■ WHAT THE TASK ASKS
Each line in the listing below that holds "mono" should be counted; reply with that number only.

════════════════════

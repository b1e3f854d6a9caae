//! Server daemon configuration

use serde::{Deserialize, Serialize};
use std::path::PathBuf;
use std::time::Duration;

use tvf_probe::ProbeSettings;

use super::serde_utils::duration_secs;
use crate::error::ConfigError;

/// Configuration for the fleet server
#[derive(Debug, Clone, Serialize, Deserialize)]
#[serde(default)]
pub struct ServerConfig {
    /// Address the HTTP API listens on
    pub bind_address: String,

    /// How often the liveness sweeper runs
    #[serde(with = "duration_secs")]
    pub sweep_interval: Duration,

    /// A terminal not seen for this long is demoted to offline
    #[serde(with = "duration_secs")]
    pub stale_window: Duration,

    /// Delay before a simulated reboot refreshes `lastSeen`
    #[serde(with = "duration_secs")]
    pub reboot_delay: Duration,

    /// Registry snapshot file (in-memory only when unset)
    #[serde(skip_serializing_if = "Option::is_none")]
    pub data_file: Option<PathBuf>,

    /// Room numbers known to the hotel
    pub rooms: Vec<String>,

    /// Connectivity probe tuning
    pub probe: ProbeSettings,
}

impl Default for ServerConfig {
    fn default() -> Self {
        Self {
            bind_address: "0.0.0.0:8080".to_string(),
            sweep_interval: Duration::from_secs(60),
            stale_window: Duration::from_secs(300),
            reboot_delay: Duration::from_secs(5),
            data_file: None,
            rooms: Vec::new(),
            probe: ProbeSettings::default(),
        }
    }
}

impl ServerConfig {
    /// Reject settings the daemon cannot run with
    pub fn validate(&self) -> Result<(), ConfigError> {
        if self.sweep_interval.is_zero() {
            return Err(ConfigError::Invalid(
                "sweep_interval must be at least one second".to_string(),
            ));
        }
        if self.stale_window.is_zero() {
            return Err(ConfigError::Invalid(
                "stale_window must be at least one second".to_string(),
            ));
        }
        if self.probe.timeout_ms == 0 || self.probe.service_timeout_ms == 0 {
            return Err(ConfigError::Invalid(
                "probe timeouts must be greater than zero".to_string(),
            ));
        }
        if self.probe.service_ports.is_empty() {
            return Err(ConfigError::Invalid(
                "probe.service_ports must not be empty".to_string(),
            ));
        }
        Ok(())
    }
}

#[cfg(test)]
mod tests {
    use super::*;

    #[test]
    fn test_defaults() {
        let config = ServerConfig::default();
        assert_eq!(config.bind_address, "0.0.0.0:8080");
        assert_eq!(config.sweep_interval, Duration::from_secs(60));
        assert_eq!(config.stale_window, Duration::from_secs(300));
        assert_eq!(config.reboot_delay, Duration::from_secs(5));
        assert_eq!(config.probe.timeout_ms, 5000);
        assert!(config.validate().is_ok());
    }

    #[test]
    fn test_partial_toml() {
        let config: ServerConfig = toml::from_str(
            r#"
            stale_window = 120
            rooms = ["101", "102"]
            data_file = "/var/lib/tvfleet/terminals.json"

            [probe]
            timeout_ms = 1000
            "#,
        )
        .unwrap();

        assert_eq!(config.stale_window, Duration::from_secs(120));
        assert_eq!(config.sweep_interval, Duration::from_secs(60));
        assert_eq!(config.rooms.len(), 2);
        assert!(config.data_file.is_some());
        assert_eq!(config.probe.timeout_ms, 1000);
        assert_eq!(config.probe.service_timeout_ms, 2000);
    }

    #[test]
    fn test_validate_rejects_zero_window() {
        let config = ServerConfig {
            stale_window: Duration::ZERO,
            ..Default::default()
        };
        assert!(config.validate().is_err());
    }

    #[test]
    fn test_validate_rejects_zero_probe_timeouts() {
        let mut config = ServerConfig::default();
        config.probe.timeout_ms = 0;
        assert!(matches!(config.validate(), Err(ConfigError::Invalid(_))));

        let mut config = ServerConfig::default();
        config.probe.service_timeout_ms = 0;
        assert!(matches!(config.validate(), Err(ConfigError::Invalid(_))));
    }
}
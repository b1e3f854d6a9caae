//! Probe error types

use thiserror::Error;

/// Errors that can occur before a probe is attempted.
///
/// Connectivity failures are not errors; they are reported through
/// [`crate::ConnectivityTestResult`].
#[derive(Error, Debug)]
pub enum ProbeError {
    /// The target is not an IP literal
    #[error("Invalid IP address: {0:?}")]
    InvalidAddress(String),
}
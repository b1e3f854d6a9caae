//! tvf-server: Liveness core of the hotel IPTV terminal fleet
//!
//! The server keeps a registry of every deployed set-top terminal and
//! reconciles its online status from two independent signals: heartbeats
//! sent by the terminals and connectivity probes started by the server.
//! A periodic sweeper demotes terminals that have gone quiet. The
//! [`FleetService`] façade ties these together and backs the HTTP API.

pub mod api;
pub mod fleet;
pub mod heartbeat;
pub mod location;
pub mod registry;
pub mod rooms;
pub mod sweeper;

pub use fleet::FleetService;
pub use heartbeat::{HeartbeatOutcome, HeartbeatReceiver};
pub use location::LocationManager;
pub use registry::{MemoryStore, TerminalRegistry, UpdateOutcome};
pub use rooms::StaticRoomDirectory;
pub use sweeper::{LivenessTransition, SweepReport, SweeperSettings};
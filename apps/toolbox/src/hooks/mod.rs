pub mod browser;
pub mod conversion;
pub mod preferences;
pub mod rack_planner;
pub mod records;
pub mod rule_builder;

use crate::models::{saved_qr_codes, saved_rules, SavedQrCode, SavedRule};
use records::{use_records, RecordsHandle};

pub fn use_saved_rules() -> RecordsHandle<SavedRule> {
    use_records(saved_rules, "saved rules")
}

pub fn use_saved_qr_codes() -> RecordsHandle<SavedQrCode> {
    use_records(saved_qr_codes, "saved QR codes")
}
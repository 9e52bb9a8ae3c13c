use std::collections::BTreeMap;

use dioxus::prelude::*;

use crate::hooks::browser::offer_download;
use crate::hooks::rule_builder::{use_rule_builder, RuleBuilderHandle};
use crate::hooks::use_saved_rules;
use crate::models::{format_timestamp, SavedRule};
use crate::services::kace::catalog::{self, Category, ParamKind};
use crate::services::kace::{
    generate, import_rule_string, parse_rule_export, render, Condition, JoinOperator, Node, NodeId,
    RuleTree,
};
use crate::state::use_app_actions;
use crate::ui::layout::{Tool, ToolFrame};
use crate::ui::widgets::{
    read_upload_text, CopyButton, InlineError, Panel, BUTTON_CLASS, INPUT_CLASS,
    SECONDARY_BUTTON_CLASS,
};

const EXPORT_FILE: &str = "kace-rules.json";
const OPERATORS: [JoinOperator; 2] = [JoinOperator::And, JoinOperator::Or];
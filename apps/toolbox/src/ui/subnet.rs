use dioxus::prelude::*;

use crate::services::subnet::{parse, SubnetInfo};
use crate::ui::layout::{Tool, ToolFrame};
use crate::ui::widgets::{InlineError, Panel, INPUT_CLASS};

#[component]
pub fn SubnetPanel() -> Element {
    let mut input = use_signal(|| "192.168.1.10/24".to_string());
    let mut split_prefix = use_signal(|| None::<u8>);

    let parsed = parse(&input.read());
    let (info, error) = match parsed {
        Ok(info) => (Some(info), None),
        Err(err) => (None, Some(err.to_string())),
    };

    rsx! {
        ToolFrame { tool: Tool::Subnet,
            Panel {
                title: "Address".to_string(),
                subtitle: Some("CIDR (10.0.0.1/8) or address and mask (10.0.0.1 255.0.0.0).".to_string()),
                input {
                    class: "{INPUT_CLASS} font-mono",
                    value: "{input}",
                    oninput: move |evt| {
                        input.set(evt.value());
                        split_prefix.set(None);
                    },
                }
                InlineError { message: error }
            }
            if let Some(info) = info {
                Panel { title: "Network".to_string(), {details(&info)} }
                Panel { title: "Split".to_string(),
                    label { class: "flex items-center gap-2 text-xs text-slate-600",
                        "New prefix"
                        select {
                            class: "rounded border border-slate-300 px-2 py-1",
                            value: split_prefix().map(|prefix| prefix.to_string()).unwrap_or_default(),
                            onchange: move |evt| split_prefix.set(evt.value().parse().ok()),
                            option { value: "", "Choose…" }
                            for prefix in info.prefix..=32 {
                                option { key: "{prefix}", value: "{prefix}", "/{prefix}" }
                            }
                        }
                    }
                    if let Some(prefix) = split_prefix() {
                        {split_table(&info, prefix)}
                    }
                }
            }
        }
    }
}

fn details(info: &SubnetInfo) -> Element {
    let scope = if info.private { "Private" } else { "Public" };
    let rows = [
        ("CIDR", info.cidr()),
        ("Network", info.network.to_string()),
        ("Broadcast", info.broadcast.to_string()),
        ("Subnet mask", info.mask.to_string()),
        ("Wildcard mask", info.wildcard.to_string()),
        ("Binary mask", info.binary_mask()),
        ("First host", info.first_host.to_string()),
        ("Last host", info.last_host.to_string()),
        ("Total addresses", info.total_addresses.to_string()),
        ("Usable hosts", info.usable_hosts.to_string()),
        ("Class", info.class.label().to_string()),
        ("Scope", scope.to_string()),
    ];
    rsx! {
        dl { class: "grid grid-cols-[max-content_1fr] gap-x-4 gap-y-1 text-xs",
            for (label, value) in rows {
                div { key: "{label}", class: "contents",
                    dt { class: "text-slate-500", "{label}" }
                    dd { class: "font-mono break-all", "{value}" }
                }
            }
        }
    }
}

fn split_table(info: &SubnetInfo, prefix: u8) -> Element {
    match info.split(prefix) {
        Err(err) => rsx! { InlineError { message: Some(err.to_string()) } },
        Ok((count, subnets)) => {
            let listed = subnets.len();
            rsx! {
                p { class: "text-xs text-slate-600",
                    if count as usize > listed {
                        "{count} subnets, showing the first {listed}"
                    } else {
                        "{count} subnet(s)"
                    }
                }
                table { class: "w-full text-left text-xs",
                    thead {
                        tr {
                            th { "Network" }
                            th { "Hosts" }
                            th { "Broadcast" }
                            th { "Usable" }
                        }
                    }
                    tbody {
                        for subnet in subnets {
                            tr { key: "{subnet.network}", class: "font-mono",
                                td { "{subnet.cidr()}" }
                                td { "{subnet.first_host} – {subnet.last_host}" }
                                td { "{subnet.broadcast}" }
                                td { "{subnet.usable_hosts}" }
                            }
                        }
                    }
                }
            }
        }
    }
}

════════════════════

■ RESULT
3